The PSA make no distinction between evidence based practices and pseudoscientific and superstitious practices. Indeed, in their standards for accreditation they make this quite clear,
Standard 6: the organisation demonstrates that there is a defined knowledge base underpinning the health and social care occupations covered by its register or, alternatively, how it is actively developing one. The organisation makes the defined knowledge base or its development explicit to the public.
The Professional Standards Authority recognises that not all disciplines are underpinned by evidence of proven therapeutic value. Some disciplines are subject to controlled randomized trials, others are based on qualitative evidence. Some rely on anecdotes. Nevertheless, these disciplines are legal and the public choose to use them. The Authority requires organisations to make this clear to the public so that they may make informed decisions
In other words, they appear to accept organisation that base their practice on nothing more than anecdote, regardless of how flimsy that may be. The PSA then expect the public to be aware just how inadequate such an evidence base may be.
The Society do present a ‘knowledge base’ to the public. However, it is absurdly selective, uncritical and cherry picked. Independent reviews of the scientific credibility of homeopathy find it laughable, with the new Chief Scientific Advisor to the government calling it ‘nonsense’. The PSA do not appear to demand that the applicant therapies demonstrate any sort of rationale or plausibility to underpin whatever evidence they may have, anecdotal or not.

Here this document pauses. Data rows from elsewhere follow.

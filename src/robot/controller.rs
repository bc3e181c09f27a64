//! The pick-and-place orchestrator.
//!
//! [`PickAndPlace`] owns the state graph and a [`RobotContext`] holding the
//! movement and tool controllers. It turns controller events and ware
//! arrivals into commands for the graph; entry actions of the states issue
//! the next motion or tool command. Everything the orchestrator wants the
//! host to know is queued as a [`RobotSignal`] and handed out by
//! [`drain_signals`](PickAndPlace::drain_signals).

use super::command::{RobotCommand, WareKind};
use super::error::RobotError;
use super::graph::{build_machine, states, RobotMachine};
use super::layout::{CellLayout, MotionRequest};
use crate::config::RobotConfig;
use crate::core::{Command, MachineContext, StateHistory, Step, DEFAULT_HISTORY_CAPACITY};
use crate::kinematics::{InverseKinematics, Manipulator, MotionEvent, MovementController};
use crate::tool::{GripCommand, GripperController, Tool, ToolController, ToolEvent};
use glam::Vec3;
use serde::{Deserialize, Serialize};
use tracing::{debug, error, info, warn};

/// Notifications for the host, in emission order.
#[derive(Clone, Debug, PartialEq, Serialize, Deserialize)]
pub enum RobotSignal {
    /// A new state was entered.
    StateChanged(String),
    /// A motion toward this point was issued.
    TargetUpdated(Vec3),
    /// The ware was gripped and lifted off the pickup conveyor.
    WarePickedUp,
    /// The ware was let go over its destination conveyor.
    WareReleased,
    /// The robot is in standby, ready for the next ware.
    NowIdle,
}

/// Everything the state entry actions operate on.
pub struct RobotContext<M, T> {
    movement: M,
    tool: T,
    layout: CellLayout,
    next_command: RobotCommand,
    ware: WareKind,
    signals: Vec<RobotSignal>,
}

impl<M: MovementController, T: ToolController> RobotContext<M, T> {
    fn new(movement: M, tool: T, layout: CellLayout) -> Self {
        Self {
            movement,
            tool,
            layout,
            next_command: RobotCommand::None,
            ware: WareKind::Pickup,
            signals: Vec::new(),
        }
    }

    pub(super) fn begin_motion(&mut self, request: &MotionRequest, next: RobotCommand) {
        self.next_command = next;
        match request.resolve(&self.layout, self.ware) {
            Some(point) => {
                self.movement.set_target(point, request.speed_percent);
                self.signals.push(RobotSignal::TargetUpdated(point));
            }
            None => warn!(ware = ?self.ware, "no conveyor configured for ware kind, skipping motion"),
        }
    }

    pub(super) fn begin_grip(&mut self, command: GripCommand) {
        self.next_command = RobotCommand::None;
        match command {
            GripCommand::Open => self.tool.open(),
            GripCommand::Close => self.tool.close(),
            GripCommand::None => {}
        }
    }

    pub(super) fn settle(&mut self) {
        self.ware = WareKind::Pickup;
        info!("robot idle");
        self.signals.push(RobotSignal::NowIdle);
    }
}

impl<M, T> MachineContext for RobotContext<M, T> {
    fn on_state_changed(&mut self, state: &str) {
        self.signals.push(RobotSignal::StateChanged(state.to_string()));
    }
}

/// Sorting cell controller: picks wares off the pickup conveyor and drops
/// them on the conveyor of their kind.
///
/// Signals queue up until [`drain_signals`](Self::drain_signals) is called.
/// The queue is unbounded, so the host must drain it regularly, typically
/// once per tick.
pub struct PickAndPlace<M = InverseKinematics, T = GripperController> {
    machine: RobotMachine<M, T>,
    context: RobotContext<M, T>,
}

impl PickAndPlace {
    /// Build the default controllers from `config` after validating it.
    pub fn from_config(config: &RobotConfig) -> Result<Self, RobotError> {
        config.validate()?;
        Self::with_history_capacity(
            InverseKinematics::new(config.solver.clone()),
            GripperController::new(config.gripper.clone()),
            config.layout.clone(),
            config.history_capacity,
        )
    }
}

impl<M, T> PickAndPlace<M, T>
where
    M: MovementController + 'static,
    T: ToolController + 'static,
{
    pub fn new(movement: M, tool: T, layout: CellLayout) -> Result<Self, RobotError> {
        Self::with_history_capacity(movement, tool, layout, DEFAULT_HISTORY_CAPACITY)
    }

    pub fn with_history_capacity(
        movement: M,
        tool: T,
        layout: CellLayout,
        history_capacity: usize,
    ) -> Result<Self, RobotError> {
        let machine = build_machine(&layout, history_capacity)?;
        Ok(Self {
            machine,
            context: RobotContext::new(movement, tool, layout),
        })
    }

    /// Leave `Idle` and head for standby. Ignored once started.
    pub fn start(&mut self) -> Step {
        if self.current_state_name() != Some(states::IDLE) {
            debug!(state = ?self.current_state_name(), "already started");
            return Step::Ignored;
        }
        self.dispatch(RobotCommand::MoveToStandby)
    }

    /// A new ware of `kind` is waiting on the pickup conveyor.
    ///
    /// Accepted in `Standby` and while departing from the last drop; the ware
    /// kind never changes in the middle of a cycle.
    pub fn report_ware_arrival(&mut self, kind: WareKind) -> Step {
        let state = self.current_state_name();
        if state != Some(states::STANDBY) && state != Some(states::DEPART_FROM_PALETT) {
            debug!(?state, ?kind, "ware arrival outside standby, ignoring");
            return Step::Ignored;
        }
        self.context.ware = kind;
        self.dispatch(RobotCommand::MoveToConveyor)
    }

    pub fn ware_kind(&self) -> WareKind {
        self.context.ware
    }

    pub fn set_ware_kind(&mut self, kind: WareKind) {
        self.context.ware = kind;
    }

    pub fn handle_motion_event(&mut self, event: MotionEvent) -> Step {
        match event {
            MotionEvent::TargetReached => {
                let command = std::mem::take(&mut self.context.next_command);
                self.dispatch(command)
            }
        }
    }

    pub fn handle_tool_event(&mut self, event: ToolEvent) -> Step {
        match event {
            ToolEvent::Opened => {
                info!(ware = ?self.context.ware, "ware released");
                self.context.signals.push(RobotSignal::WareReleased);
                self.dispatch(RobotCommand::MoveToPalett)
            }
            ToolEvent::Closed => {
                info!(ware = ?self.context.ware, "ware picked up");
                self.context.signals.push(RobotSignal::WarePickedUp);
                self.dispatch(RobotCommand::MoveToConveyor)
            }
        }
    }

    /// Advance both controllers by one tick of `dt` seconds, solver first.
    ///
    /// Any signals raised are appended to the queue; call
    /// [`drain_signals`](Self::drain_signals) afterwards.
    pub fn tick<B: Manipulator + Tool + ?Sized>(&mut self, body: &mut B, dt: f32) {
        if let Some(event) = self.context.movement.update(&mut *body) {
            self.handle_motion_event(event);
        }
        if let Some(event) = self.context.tool.update(&mut *body, dt) {
            self.handle_tool_event(event);
        }
    }

    /// Take the signals queued since the last call, leaving the queue empty.
    pub fn drain_signals(&mut self) -> Vec<RobotSignal> {
        std::mem::take(&mut self.context.signals)
    }

    pub fn current_state_name(&self) -> Option<&str> {
        self.machine.current_state_name()
    }

    /// Command issued at the next "target reached".
    pub fn next_command(&self) -> RobotCommand {
        self.context.next_command
    }

    pub fn history(&self) -> &StateHistory<RobotCommand> {
        self.machine.history()
    }

    pub fn machine(&self) -> &RobotMachine<M, T> {
        &self.machine
    }

    pub fn layout(&self) -> &CellLayout {
        &self.context.layout
    }

    pub fn movement(&self) -> &M {
        &self.context.movement
    }

    pub fn tool(&self) -> &T {
        &self.context.tool
    }

    fn dispatch(&mut self, command: RobotCommand) -> Step {
        match self.machine.advance(command, &mut self.context) {
            Ok(step) => step,
            Err(err) => {
                error!(command = command.name(), %err, "state machine rejected command");
                Step::Ignored
            }
        }
    }
}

Box ticking that the Society of Homeopaths have a notion of a knowledge base does nothing to assess whether or not that set of beliefs pose a risk to the public. That is the fundamental weakness in the approach of the PSA. And a failure to put risks at the heart of their decision making and instead accept mindless form filling as an alternative.
The behaviour of the Society ought to raise many red flags to any accreditor, but I see no box that needs ticking that might raise them.
For example, in the same Chairman’s statement that sets out their desire to be accredited, the Society also discuss how they are happy that their lobbying efforts appear to have resulted in assurances that their member’s law breaking activities will not be prosecuted by the MHRA. They state that,
During the year the Society embarked on a major lobbying campaign in response to the Medicines and Healthcare products Regulatory Agency (MHRA) consultation, which saw most MPs get a visit or a letter about the importance of homeopathic treatment. The campaign, in which The Society of Homeopaths’ involvement has been pivotal, involved hundreds of people both writing to, and meeting with their MPs, to highlight our concerns that unlicensed remedies would only be available from pharmacies face to face. Representatives from the Society and the profession met with Ministers from the Department of Health to talk about the possible repercussions and although homeopathic remedies were not made exempt, the profession did receive an assurance that the level of enforcement of the act would remain as it has for the last 40 years with regards to homeopathic remedies.
This lobbying was as a result of the MHRA consolidating the medicines regulations. There was much panic that such consolidation would make most homeopathic products illegal. The truth was that most of them were already illegal and that homeopaths were prescribing and selling them in contravention of the law. By the MHRA stating that nothing would change, the Society of homeopaths chose to interpret this as that it was Business As Usual.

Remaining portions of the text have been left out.